2. Macros that are evaluated during expansion only see the sub-branch and cannot access e.g. properties on file level or in parent nodes.
3. Interestingly static macros created on file level are resolved correctly. Where/when are they collected?
Guessed root cause:
During the export process as a first step the sub-branch is copied into a "temp" buffer, and all macro expansions happen there. In this buffer is no information left from file level or parent nodes.
Possible solutions / work-arounds:
1. Solution:
a. First copy whole buffer in first temp buffer.
b. Insert include files in sub-branch, nodes above, and file level (at least before the sub-branch). Include files can hold macro definitions too.
c. Expand macros in sub-branch. (wider scope needed if recursive macros are expected to work)
d. Do further export processing of sub-branch maybe in a second temp buffer
2. Work-around A:
a. Save reference to original buffer before copying into temp buffer.
b.

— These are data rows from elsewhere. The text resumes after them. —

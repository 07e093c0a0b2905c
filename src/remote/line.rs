//! Line protocol: `CODE:window;payload\n`.
//!
//! | Code | Direction | Payload |
//! |------|-----------|---------|
//! | `SP` | both      | `-feature-feature-` handshake |
//! | `TN` | host      | title of a newly opened window |
//! | `TQ` | both      | window closed |
//! | `TZ` | host      | new window title |
//! | `TA` | host      | `"title","message"` |
//! | `TR` | client    | `width,height` |
//! | `SC` | both      | connection closing, free-form message |
//! | `EV` | client    | literal argument list, event name first |
//!
//! An empty window field means window 0.

use std::collections::BTreeSet;
use std::fmt;

use super::ProtocolError;
use crate::event::Event;
use crate::screen::{MAX_HEIGHT, MAX_WIDTH, WindowId, size_in_range};
use crate::value::Value;

/// Extension that enables window lifecycle messages.
pub const CCPC_TERM: &str = "ccpcTerm";

const MAX_DEPTH: usize = 32;

#[derive(Debug, Clone, Copy, PartialEq, Eq)]
pub enum LineCode {
    Features,
    Open,
    Close,
    Title,
    Alert,
    Resize,
    Shutdown,
    Event,
}

impl LineCode {
    pub fn as_str(self) -> &'static str {
        match self {
            LineCode::Features => "SP",
            LineCode::Open => "TN",
            LineCode::Close => "TQ",
            LineCode::Title => "TZ",
            LineCode::Alert => "TA",
            LineCode::Resize => "TR",
            LineCode::Shutdown => "SC",
            LineCode::Event => "EV",
        }
    }

    pub fn parse(code: &str) -> Option<Self> {
        Some(match code {
            "SP" => LineCode::Features,
            "TN" => LineCode::Open,
            "TQ" => LineCode::Close,
            "TZ" => LineCode::Title,
            "TA" => LineCode::Alert,
            "TR" => LineCode::Resize,
            "SC" => LineCode::Shutdown,
            "EV" => LineCode::Event,
            _ => return None,
        })
    }
}

#[derive(Debug, Clone, PartialEq, Eq)]
pub struct LineMessage {
    pub code: LineCode,
    pub window: Option<WindowId>,
    pub payload: String,
}

impl LineMessage {
    pub fn new(code: LineCode, window: Option<WindowId>, payload: impl Into<String>) -> Self {
        Self { code, window, payload: payload.into() }
    }

    pub fn target(&self) -> WindowId {
        self.window.unwrap_or(0)
    }

    pub fn parse(line: &str) -> Result<Self, ProtocolError> {
        let line = line.trim_end_matches(['\r', '\n']);
        let malformed = || ProtocolError::Malformed(format!("line message {line:?}"));
        let (code, rest) = line.split_at_checked(2).ok_or_else(malformed)?;
        let rest = rest.strip_prefix(':').ok_or_else(malformed)?;
        let (meta, payload) = rest.split_once(';').ok_or_else(malformed)?;
        let code = LineCode::parse(code)
            .ok_or_else(|| ProtocolError::Malformed(format!("unknown line code {code:?}")))?;
        let window = match meta.trim() {
            "" => None,
            id => Some(
                id.parse::<WindowId>()
                    .map_err(|_| ProtocolError::Malformed(format!("window id {id:?}")))?,
            ),
        };
        Ok(Self::new(code, window, payload))
    }

    /// One wire line, newline included. Line breaks inside the payload are
    /// flattened to spaces.
    pub fn encode(&self) -> String {
        format!("{self}\n")
    }
}

impl fmt::Display for LineMessage {
    fn fmt(&self, f: &mut fmt::Formatter<'_>) -> fmt::Result {
        f.write_str(self.code.as_str())?;
        f.write_str(":")?;
        if let Some(window) = self.window {
            write!(f, "{window}")?;
        }
        f.write_str(";")?;
        f.write_str(&self.payload.replace(['\r', '\n'], " "))
    }
}

// ---------------------------------------------------------------------------
// Payloads
// ---------------------------------------------------------------------------

pub fn feature_payload<'a>(features: impl IntoIterator<Item = &'a str>) -> String {
    let mut out = String::from("-");
    for feature in features {
        out.push_str(feature);
        out.push('-');
    }
    out
}

pub fn parse_features(payload: &str) -> BTreeSet<String> {
    payload
        .split('-')
        .filter(|f| !f.is_empty())
        .map(str::to_string)
        .collect()
}

pub fn alert_payload(title: &str, message: &str) -> String {
    format!("\"{title}\",\"{message}\"")
}

/// Split a `"title","message"` payload at the first `","`.
pub fn parse_alert(payload: &str) -> Option<(String, String)> {
    let inner = payload.strip_prefix('"')?.strip_suffix('"')?;
    let (title, message) = inner.split_once("\",\"")?;
    Some((title.to_string(), message.to_string()))
}

pub fn parse_resize(payload: &str) -> Result<(u32, u32), ProtocolError> {
    let malformed = || ProtocolError::Malformed(format!("resize payload {payload:?}"));
    let (w, h) = payload.split_once(',').ok_or_else(malformed)?;
    let w = w.trim().parse().map_err(|_| malformed())?;
    let h = h.trim().parse().map_err(|_| malformed())?;
    if !size_in_range(w, h) {
        return Err(ProtocolError::Malformed(format!(
            "resize to {w}x{h} (limit {MAX_WIDTH}x{MAX_HEIGHT})"
        )));
    }
    Ok((w, h))
}

/// Parse an `EV` payload such as `"key", 28, false`.
pub fn parse_event(payload: &str) -> Result<Event, ProtocolError> {
    let mut values = Literals::new(payload).list()?.into_iter();
    match values.next() {
        Some(Value::String(name)) => Ok(Event::new(name, values.collect())),
        _ => Err(ProtocolError::Malformed(format!("event without a name: {payload:?}"))),
    }
}

// ---------------------------------------------------------------------------
// Literal parser
// ---------------------------------------------------------------------------

/// Guest-syntax literals: strings, numbers, booleans, nil and tables.
struct Literals<'a> {
    src: &'a [u8],
    pos: usize,
}

impl<'a> Literals<'a> {
    fn new(src: &'a str) -> Self {
        Self { src: src.as_bytes(), pos: 0 }
    }

    fn error(&self, what: &str) -> ProtocolError {
        ProtocolError::Malformed(format!("{what} at offset {}", self.pos))
    }

    fn peek(&self) -> Option<u8> {
        self.src.get(self.pos).copied()
    }

    fn skip_ws(&mut self) {
        while self.peek().is_some_and(|b| b.is_ascii_whitespace()) {
            self.pos += 1;
        }
    }

    fn eat(&mut self, b: u8) -> bool {
        self.skip_ws();
        if self.peek() == Some(b) {
            self.pos += 1;
            true
        } else {
            false
        }
    }

    fn list(&mut self) -> Result<Vec<Value>, ProtocolError> {
        let mut out = Vec::new();
        self.skip_ws();
        if self.peek().is_none() {
            return Ok(out);
        }
        loop {
            out.push(self.value(0)?);
            self.skip_ws();
            match self.peek() {
                None => return Ok(out),
                Some(b',') => self.pos += 1,
                Some(_) => return Err(self.error("expected ','")),
            }
        }
    }

    fn value(&mut self, depth: usize) -> Result<Value, ProtocolError> {
        self.skip_ws();
        match self.peek() {
            Some(q @ (b'"' | b'\'')) => self.string(q),
            Some(b'{') => self.table(depth),
            Some(b) if b == b'-' || b == b'.' || b.is_ascii_digit() => self.number(),
            Some(b) if b.is_ascii_alphabetic() || b == b'_' => {
                let word = self.ident();
                keyword(word).ok_or_else(|| self.error("unexpected identifier"))
            }
            Some(_) => Err(self.error("unexpected character")),
            None => Err(self.error("unexpected end of input")),
        }
    }

    fn ident(&mut self) -> &'a str {
        let start = self.pos;
        while self.peek().is_some_and(|b| b.is_ascii_alphanumeric() || b == b'_') {
            self.pos += 1;
        }
        std::str::from_utf8(&self.src[start..self.pos]).unwrap_or_default()
    }

    fn string(&mut self, quote: u8) -> Result<Value, ProtocolError> {
        self.pos += 1;
        let mut out = Vec::new();
        loop {
            let b = self.peek().ok_or_else(|| self.error("unterminated string"))?;
            self.pos += 1;
            if b == quote {
                break;
            }
            if b != b'\\' {
                out.push(b);
                continue;
            }
            let esc = self.peek().ok_or_else(|| self.error("unterminated escape"))?;
            self.pos += 1;
            match esc {
                b'n' => out.push(b'\n'),
                b't' => out.push(b'\t'),
                b'r' => out.push(b'\r'),
                b'a' => out.push(0x07),
                b'b' => out.push(0x08),
                b'f' => out.push(0x0C),
                b'v' => out.push(0x0B),
                b'0'..=b'9' => {
                    let mut code = u32::from(esc - b'0');
                    for _ in 0..2 {
                        match self.peek() {
                            Some(d) if d.is_ascii_digit() => {
                                code = code * 10 + u32::from(d - b'0');
                                self.pos += 1;
                            }
                            _ => break,
                        }
                    }
                    out.push(u8::try_from(code).map_err(|_| self.error("escape out of range"))?);
                }
                other => out.push(other),
            }
        }
        Ok(Value::String(String::from_utf8_lossy(&out).into_owned()))
    }

    fn number(&mut self) -> Result<Value, ProtocolError> {
        let start = self.pos;
        let negative = self.peek() == Some(b'-');
        if negative {
            self.pos += 1;
        }
        let digits_start = self.pos;
        while self.peek().is_some_and(|b| {
            b.is_ascii_alphanumeric()
                || b == b'.'
                || ((b == b'-' || b == b'+')
                    && matches!(self.src[self.pos - 1], b'e' | b'E')
                    && !self.src[digits_start..self.pos].starts_with(b"0x"))
        }) {
            self.pos += 1;
        }
        let text = std::str::from_utf8(&self.src[digits_start..self.pos]).unwrap_or_default();
        let sign = if negative { -1 } else { 1 };
        let parsed = if let Some(hex) = text.strip_prefix("0x").or_else(|| text.strip_prefix("0X")) {
            i64::from_str_radix(hex, 16).ok().map(|v| Value::Integer(sign * v))
        } else if let Ok(v) = text.parse::<i64>() {
            Some(Value::Integer(sign * v))
        } else {
            text.parse::<f64>().ok().map(|v| Value::Number(sign as f64 * v))
        };
        parsed.ok_or_else(|| {
            ProtocolError::Malformed(format!(
                "bad number {:?}",
                String::from_utf8_lossy(&self.src[start..self.pos])
            ))
        })
    }

    fn table(&mut self, depth: usize) -> Result<Value, ProtocolError> {
        if depth >= MAX_DEPTH {
            return Err(self.error("tables nested too deeply"));
        }
        self.pos += 1;
        let mut entries = Vec::new();
        let mut next_index = 1i64;
        loop {
            if self.eat(b'}') {
                return Ok(Value::Table(entries));
            }
            self.skip_ws();
            let entry = match self.peek() {
                Some(b'[') => {
                    self.pos += 1;
                    let key = self.value(depth + 1)?;
                    if !self.eat(b']') || !self.eat(b'=') {
                        return Err(self.error("expected ']' '='"));
                    }
                    (key, self.value(depth + 1)?)
                }
                Some(b) if b.is_ascii_alphabetic() || b == b'_' => {
                    let save = self.pos;
                    let word = self.ident();
                    self.skip_ws();
                    if self.peek() == Some(b'=') && self.src.get(self.pos + 1) != Some(&b'=') {
                        self.pos += 1;
                        (Value::str(word), self.value(depth + 1)?)
                    } else {
                        self.pos = save;
                        let value = self.value(depth + 1)?;
                        next_index += 1;
                        (Value::Integer(next_index - 1), value)
                    }
                }
                _ => {
                    let value = self.value(depth + 1)?;
                    next_index += 1;
                    (Value::Integer(next_index - 1), value)
                }
            };
            entries.push(entry);
            if !self.eat(b',') && !self.eat(b';') {
                if self.eat(b'}') {
                    return Ok(Value::Table(entries));
                }
                return Err(self.error("expected ',' or '}'"));
            }
        }
    }
}

fn keyword(word: &str) -> Option<Value> {
    match word {
        "true" => Some(Value::Bool(true)),
        "false" => Some(Value::Bool(false)),
        "nil" => Some(Value::Nil),
        _ => None,
    }
}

Do macro evaluation during expansion while temporarily switching back to original buffer
This does not resolve the limitations of the include files.
3. Work-around B:
a. Have a means to know what the original buffer was.
b. Switch back to the original buffer explicitly in the code of the eval macros.
This is a quite limited improvement, which also increases the minimal complexity of eval macros.
The solution and work-around A would imply changes in the code base with potential incompatibilities to existing custom code.
For work-around B I haven't found a way to temporarily switch to the original buffer.
1. There is no hook for before the switch to the temp buffer, in which I could save the reference to the original buffer.
2. The change-buffer-list hook is not reliable to save this reference either.
3. Currently I'm trying to derive the original buffer from the name of the temp buffer (removing the <2> suffix) but there seems to be a narrowing to the sub-tree even in the original buffer at that point of time. If I just widen then this would cause side effects on the narrowings done by the user before, right?
Please comment on my thoughts. Tell me if I missed something relevant. And direct me to a better solution if you know.